| Required work |
Print exactly what the entries say, line by line, from the first line down to the one with "for each bound.", inclusive.

*** Data supplied Section Begins ***

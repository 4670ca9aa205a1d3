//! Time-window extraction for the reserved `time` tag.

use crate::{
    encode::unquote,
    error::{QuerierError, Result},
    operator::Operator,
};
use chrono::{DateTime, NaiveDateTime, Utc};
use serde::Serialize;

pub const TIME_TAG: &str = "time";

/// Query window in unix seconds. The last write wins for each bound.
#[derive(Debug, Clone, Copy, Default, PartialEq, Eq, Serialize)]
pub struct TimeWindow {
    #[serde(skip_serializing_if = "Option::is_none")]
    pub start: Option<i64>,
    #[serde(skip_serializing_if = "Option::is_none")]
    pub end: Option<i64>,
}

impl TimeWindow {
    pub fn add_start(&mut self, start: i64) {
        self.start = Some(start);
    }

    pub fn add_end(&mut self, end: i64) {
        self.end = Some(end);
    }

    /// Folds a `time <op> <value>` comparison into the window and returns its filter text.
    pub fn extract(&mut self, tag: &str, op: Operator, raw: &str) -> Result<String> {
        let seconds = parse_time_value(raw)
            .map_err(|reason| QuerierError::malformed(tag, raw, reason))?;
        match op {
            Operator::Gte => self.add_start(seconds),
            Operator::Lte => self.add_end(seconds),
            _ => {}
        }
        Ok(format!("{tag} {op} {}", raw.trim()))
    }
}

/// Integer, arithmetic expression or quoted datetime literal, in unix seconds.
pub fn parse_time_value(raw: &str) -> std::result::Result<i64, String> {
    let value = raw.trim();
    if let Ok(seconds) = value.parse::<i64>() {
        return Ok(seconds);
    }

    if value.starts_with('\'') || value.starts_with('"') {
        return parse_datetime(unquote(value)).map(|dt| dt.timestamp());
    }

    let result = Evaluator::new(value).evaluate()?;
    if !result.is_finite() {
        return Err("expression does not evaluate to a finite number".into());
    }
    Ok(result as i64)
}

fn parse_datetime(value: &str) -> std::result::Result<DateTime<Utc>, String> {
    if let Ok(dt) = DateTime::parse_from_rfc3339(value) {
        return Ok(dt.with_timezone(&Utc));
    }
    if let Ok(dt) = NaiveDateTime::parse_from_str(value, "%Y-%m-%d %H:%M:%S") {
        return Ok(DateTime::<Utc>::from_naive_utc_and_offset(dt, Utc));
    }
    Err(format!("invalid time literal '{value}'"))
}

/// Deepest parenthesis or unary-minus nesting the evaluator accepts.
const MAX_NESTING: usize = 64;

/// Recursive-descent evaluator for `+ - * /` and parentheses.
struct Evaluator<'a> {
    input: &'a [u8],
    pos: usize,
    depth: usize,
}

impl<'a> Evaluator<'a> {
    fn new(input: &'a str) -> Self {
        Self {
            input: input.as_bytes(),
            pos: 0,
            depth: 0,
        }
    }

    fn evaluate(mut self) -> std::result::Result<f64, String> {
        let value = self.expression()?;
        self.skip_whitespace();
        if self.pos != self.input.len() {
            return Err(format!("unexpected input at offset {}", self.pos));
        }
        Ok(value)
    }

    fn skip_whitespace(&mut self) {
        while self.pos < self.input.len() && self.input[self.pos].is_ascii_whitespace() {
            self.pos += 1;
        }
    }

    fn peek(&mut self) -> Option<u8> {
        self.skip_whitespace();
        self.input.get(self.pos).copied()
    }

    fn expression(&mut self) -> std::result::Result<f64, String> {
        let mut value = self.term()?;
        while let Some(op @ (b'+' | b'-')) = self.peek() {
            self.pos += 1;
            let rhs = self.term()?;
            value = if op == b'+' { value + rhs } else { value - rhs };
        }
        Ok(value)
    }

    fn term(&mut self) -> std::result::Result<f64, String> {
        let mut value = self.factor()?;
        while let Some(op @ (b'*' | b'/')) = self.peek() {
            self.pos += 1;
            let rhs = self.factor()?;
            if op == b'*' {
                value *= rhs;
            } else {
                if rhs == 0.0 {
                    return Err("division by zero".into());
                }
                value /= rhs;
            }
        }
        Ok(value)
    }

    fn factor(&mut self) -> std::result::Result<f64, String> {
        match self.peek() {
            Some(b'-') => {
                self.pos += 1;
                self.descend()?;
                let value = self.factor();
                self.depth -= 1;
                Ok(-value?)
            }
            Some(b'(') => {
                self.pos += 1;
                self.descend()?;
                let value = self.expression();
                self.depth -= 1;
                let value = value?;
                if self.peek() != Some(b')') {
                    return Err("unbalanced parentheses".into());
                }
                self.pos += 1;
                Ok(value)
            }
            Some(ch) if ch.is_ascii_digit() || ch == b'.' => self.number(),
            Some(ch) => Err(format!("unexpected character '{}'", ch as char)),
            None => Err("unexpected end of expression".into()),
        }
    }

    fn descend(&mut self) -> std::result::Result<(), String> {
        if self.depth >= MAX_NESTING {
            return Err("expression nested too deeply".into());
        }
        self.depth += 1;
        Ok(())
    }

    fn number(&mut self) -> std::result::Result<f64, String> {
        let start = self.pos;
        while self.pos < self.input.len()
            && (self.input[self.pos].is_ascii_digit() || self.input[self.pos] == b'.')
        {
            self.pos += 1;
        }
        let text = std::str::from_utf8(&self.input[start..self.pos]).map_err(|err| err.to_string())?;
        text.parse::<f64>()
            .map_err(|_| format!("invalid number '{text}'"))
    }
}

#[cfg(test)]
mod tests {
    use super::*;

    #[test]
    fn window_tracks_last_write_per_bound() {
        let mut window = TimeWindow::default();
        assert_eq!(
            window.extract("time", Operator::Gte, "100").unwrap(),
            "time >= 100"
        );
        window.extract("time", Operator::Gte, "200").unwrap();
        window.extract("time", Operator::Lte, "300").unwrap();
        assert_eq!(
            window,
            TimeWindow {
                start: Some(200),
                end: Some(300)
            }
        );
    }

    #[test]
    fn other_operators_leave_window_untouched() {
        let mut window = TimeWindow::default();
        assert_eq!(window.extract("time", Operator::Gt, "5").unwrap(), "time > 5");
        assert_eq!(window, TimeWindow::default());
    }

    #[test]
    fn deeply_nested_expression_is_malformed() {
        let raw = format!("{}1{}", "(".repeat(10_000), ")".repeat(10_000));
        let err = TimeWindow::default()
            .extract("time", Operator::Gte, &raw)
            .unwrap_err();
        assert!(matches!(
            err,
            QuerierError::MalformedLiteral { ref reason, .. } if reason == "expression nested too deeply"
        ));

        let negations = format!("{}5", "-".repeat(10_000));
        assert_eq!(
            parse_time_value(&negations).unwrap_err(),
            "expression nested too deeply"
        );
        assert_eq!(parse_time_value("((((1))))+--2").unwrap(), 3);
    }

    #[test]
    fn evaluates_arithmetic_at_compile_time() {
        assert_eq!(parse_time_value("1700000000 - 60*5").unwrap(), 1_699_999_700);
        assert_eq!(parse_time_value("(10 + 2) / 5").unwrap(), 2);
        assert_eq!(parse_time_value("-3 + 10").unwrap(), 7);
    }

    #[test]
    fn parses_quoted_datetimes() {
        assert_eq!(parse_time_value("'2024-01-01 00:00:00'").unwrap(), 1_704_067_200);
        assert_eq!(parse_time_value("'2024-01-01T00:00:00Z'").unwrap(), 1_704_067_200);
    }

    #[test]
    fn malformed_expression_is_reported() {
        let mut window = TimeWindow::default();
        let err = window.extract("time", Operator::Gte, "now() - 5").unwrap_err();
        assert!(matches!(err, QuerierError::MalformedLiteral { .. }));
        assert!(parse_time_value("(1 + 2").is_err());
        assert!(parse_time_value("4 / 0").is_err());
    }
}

*** Data supplied Section Ends ***

| Answer section |
repository 4670ca9aa205a1d3
//! Time-window extraction for the reserved `time` tag.

use crate::{
    encode::unquote,
    error::{QuerierError, Result},
    operator::Operator,
};
use chrono::{DateTime, NaiveDateTime, Utc};
use serde::Serialize;

pub const TIME_TAG: &str = "time";

/// Query window in unix seconds. The last write wins for each bound.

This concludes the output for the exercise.